Causal Inference in Dynamic Thresholding Designs

Aditya Ghosh Speaker
Stanford University
 
Wednesday, Aug 6: 2:05 PM - 2:30 PM
Invited Paper Session 
Music City Center 
In modern medical practice, it is common to regularly monitor patients' fasting blood sugar, and declare them to have prediabetes (and encourage lifestyle changes) if this number crosses a pre-specified threshold. The sharp, threshold-based treatment policy suggests that we should be able to estimate the long-term benefit of care given to prediabetic patients by comparing health trajectories of patients with blood-sugar measurements right above and below the threshold.

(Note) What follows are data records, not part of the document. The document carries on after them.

use crate::category::MediaCategory;
use crate::collision::{
    resolve_collision, ClaimedTargets, CollisionCheck, DEFAULT_MAX_SUFFIX_ATTEMPTS,
};
use crate::error::Result;
use crate::exif_reader::{CaptureTimestampReader, ExifCaptureReader};
use crate::extractor::{extract_timestamp, Extraction, Provenance, SourceFile};
use crate::scanner::select_files;
use std::path::{Path, PathBuf};
use tracing::{info, warn};

#[derive(Debug, Clone, Copy, PartialEq, Eq)]
pub struct RunOptions {
    pub max_suffix_attempts: usize,
}

impl Default for RunOptions {
    fn default() -> Self {
        Self {
            max_suffix_attempts: DEFAULT_MAX_SUFFIX_ATTEMPTS,
        }
    }
}

#[derive(Debug, Clone, Copy, PartialEq, Eq)]
pub enum RunMode {
    Verify,
    Rename,
}

#[derive(Debug, Clone, PartialEq, Eq)]
pub enum Outcome {
    AlreadyCanonical,
    TargetTaken { target: PathBuf },
    Renamed {
        target: PathBuf,
        provenance: Provenance,
    },
    Failed { reason: String },
}

#[derive(Debug, Clone, PartialEq, Eq)]
pub struct FileEntry {
    pub original_path: PathBuf,
    pub outcome: Outcome,
}

#[derive(Debug, Clone, PartialEq, Eq)]
pub struct RunReport {
    pub mode: RunMode,
    pub category: &'static str,
    pub included: usize,
    pub excluded: Vec<PathBuf>,
    pub entries: Vec<FileEntry>,
    /// Files renamed, or that would be renamed in verify mode.
    pub renamed: usize,
}

impl RunReport {
    pub(crate) fn new(mode: RunMode, category: &MediaCategory) -> Self {
        Self {
            mode,
            category: category.name(),
            included: 0,
            excluded: Vec::new(),
            entries: Vec::new(),
            renamed: 0,
        }
    }

    pub fn failed(&self) -> usize {
        self.entries
            .iter()
            .filter(|e| matches!(e.outcome, Outcome::Failed { .. }))
            .count()
    }

    pub fn skipped(&self) -> usize {
        self.entries
            .iter()
            .filter(|e| {
                matches!(
                    e.outcome,
                    Outcome::AlreadyCanonical | Outcome::TargetTaken { .. }
                )
            })
            .count()
    }

    pub(crate) fn push(&mut self, original_path: PathBuf, outcome: Outcome) {
        if matches!(outcome, Outcome::Renamed { .. }) {
            self.renamed += 1;
        }
        self.entries.push(FileEntry {
            original_path,
            outcome,
        });
    }
}

/// Where a file should go. `Unchanged` keeps the current name.
#[derive(Debug, Clone, PartialEq, Eq)]
pub(crate) enum Resolution {
    Unchanged,
    Target {
        path: PathBuf,
        provenance: Provenance,
    },
}

impl Resolution {
    pub(crate) fn chosen_path<'a>(&'a self, original: &'a Path) -> &'a Path {
        match self {
            Resolution::Unchanged => original,
            Resolution::Target { path, .. } => path,
        }
    }
}

pub(crate) fn resolve_target(
    path: &Path,
    category: &MediaCategory,
    reader: &dyn CaptureTimestampReader,
    check: &dyn CollisionCheck,
    options: &RunOptions,
) -> Result<Resolution> {
    let source = SourceFile::new(path);
    let (timestamp, provenance) = match extract_timestamp(&source, category, reader)? {
        Extraction::AlreadyCanonical => return Ok(Resolution::Unchanged),
        Extraction::Resolved {
            timestamp,
            provenance,
        } => (timestamp, provenance),
    };

    let desired = category.format_name(&timestamp, &source.extension);
    let chosen = resolve_collision(path, &desired, check, options.max_suffix_attempts)?;
    if chosen == path {
        return Ok(Resolution::Unchanged);
    }
    Ok(Resolution::Target {
        path: chosen,
        provenance,
    })
}

/// Dry run: reports what `rename_directory` would do for files of this batch
/// without touching the directory.
pub fn verify_directory(
    dir: &Path,
    category: &MediaCategory,
    options: &RunOptions,
) -> Result<RunReport> {
    verify_with_reader(dir, category, options, &ExifCaptureReader)
}

pub(crate) fn verify_with_reader(
    dir: &Path,
    category: &MediaCategory,
    options: &RunOptions,
    reader: &dyn CaptureTimestampReader,
) -> Result<RunReport> {
    info!(category = category.name(), dir = %dir.display(), "checking");
    let selection = select_files(dir, category)?;
    let mut report = RunReport::new(RunMode::Verify, category);
    report.included = selection.included.len();
    report.excluded = selection.excluded;

    let mut claimed = ClaimedTargets::new();
    for path in selection.included {
        let resolution = match resolve_target(&path, category, reader, &claimed, options) {
            Ok(resolution) => resolution,
            Err(err) => {
                warn!(path = %path.display(), error = %err, "error reading file");
                report.push(
                    path,
                    Outcome::Failed {
                        reason: err.to_string(),
                    },
                );
                continue;
            }
        };

        let chosen = resolution.chosen_path(&path).to_path_buf();
        if claimed.contains(&chosen) {
            info!(path = %path.display(), to = %chosen.display(), "chosen name already in set");
            report.push(path, Outcome::TargetTaken { target: chosen });
            continue;
        }

        match resolution {
            Resolution::Unchanged => {
                info!(path = %path.display(), "skipping, already in format");
                report.push(path, Outcome::AlreadyCanonical);
            }
            Resolution::Target {
                path: target,
                provenance,
            } => {
                info!(path = %path.display(), to = %target.display(), "would rename");
                claimed.claim(target.clone());
                report.push(path, Outcome::Renamed { target, provenance });
            }
        }
    }

    info!(
        total = report.renamed,
        included = report.included,
        excluded = report.excluded.len(),
        skipped = report.skipped(),
        failed = report.failed(),
        "checked total"
    );
    Ok(report)
}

A naive regression-discontinuity analysis, however, is not applicable here, as it ignores the temporal dynamics of the problem where, e.g., a patient just below the threshold on one visit may become prediabetic (and receive treatment) following their next visit.

Here, we study dynamic thresholding designs in Markovian systems, and show that a regression-discontinuity estimator run on aggregate discounted outcomes can still be used to identify a relevant causal target, namely the policy gradient of moving the treatment threshold. We develop results for estimation and inference of this target, and discuss implications of our findings to interpretation of regression-discontinuity studies in preventive healthcare. More broadly, our results highlight the promise of adapting widely used observational study techniques to dynamic systems.

Keywords

Regression discontinuity

Reinforcement learning

Markov decision process